The structure, which was the highest fortification on the Arlington Line, occupied a commanding position on the crest of a ridge. It had a perimeter of 316 yards and emplacements for 15 guns, including a 100-pound Parrott rifle that could sweep a sector from Fort Ellsworth to Fort DeKalb (later named Fort Strong). The fort housed bomb-proofs and two ammunition magazines, and was adjacent to a military encampment.

A May 17, 1864, report from the Union Army's Inspector of Artillery (see Union Army artillery organization) noted the following: Fort Richardson, Major Trumbull commanding.–Garrison, three companies First Connecticut Heavy Artillery–1 major, 12 commissioned officers, 1 ordnance-sergeant, 412 men. Armament, two 24-pounder field howitzers, six 24-pounder siege (smooth), one 100-pounder rifled Parrott, three 30-pounder rifled Parrotts, two 24-pounder Coehorn mortars, one 10-inch mortar. Magazines, two: dry and in good order. Ammunition, full supply and serviceable. Implements, complete and in good order. Drill in artillery, fair. Drill in infantry, fair. Discipline, fair. Garrison sufficient for the work.

After the Civil War ended in 1865, the United States Army returned many of the properties that contained its fortifications in the Washington, D.C., area to the properties' rightful owners. In some instances, the Army compensated the owners for the use of the properties and for damages that had resulted from the Army's wartime activities. In addition, the Army sold at auction many of the fortifications' materials.

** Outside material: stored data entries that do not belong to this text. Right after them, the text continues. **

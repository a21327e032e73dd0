//! Argon2 password hashing implementation.

use argon2::{
    Argon2,
    password_hash::{PasswordHash, PasswordHasher, PasswordVerifier, SaltString, rand_core::OsRng},
};

use quill_core::ports::{AuthError, PasswordService};

/// Argon2-based password service.
pub struct Argon2PasswordService {
    argon2: Argon2<'static>,
}

impl Argon2PasswordService {
    pub fn new() -> Self {
        Self {
            argon2: Argon2::default(),
        }
    }
}

impl Default for Argon2PasswordService {
    fn default() -> Self {
        Self::new()
    }
}

impl PasswordService for Argon2PasswordService {
    fn hash(&self, password: &str) -> Result<String, AuthError> {
        let salt = SaltString::generate(&mut OsRng);

        self.argon2
            .hash_password(password.as_bytes(), &salt)
            .map(|h| h.to_string())
            .map_err(|e| AuthError::HashingError(e.to_string()))
    }

    fn verify(&self, password: &str, hash: &str) -> Result<bool, AuthError> {
        let parsed_hash =
            PasswordHash::new(hash).map_err(|e| AuthError::HashingError(e.to_string()))?;

        Ok(self
            .argon2
            .verify_password(password.as_bytes(), &parsed_hash)
            .is_ok())
    }
}

#[cfg(test)]
mod tests {
    use super::*;

    #[test]
    fn hash_then_verify() {
        let service = Argon2PasswordService::new();
        let password = "correct horse battery staple";

        let hash = service.hash(password).unwrap();
        assert!(service.verify(password, &hash).unwrap());
        assert!(!service.verify("wrong password", &hash).unwrap());
    }
}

The remnants of Fort Richardson are presently located on the grounds of the Army Navy Country Club in Arlington County, Virginia. The fortification's earthen south wall and ditches are well-preserved. A historic marker that the Arlington County government erected in 1965 stands along the Country Club's private access road (Memorial Drive) alongside the remnants of the fort.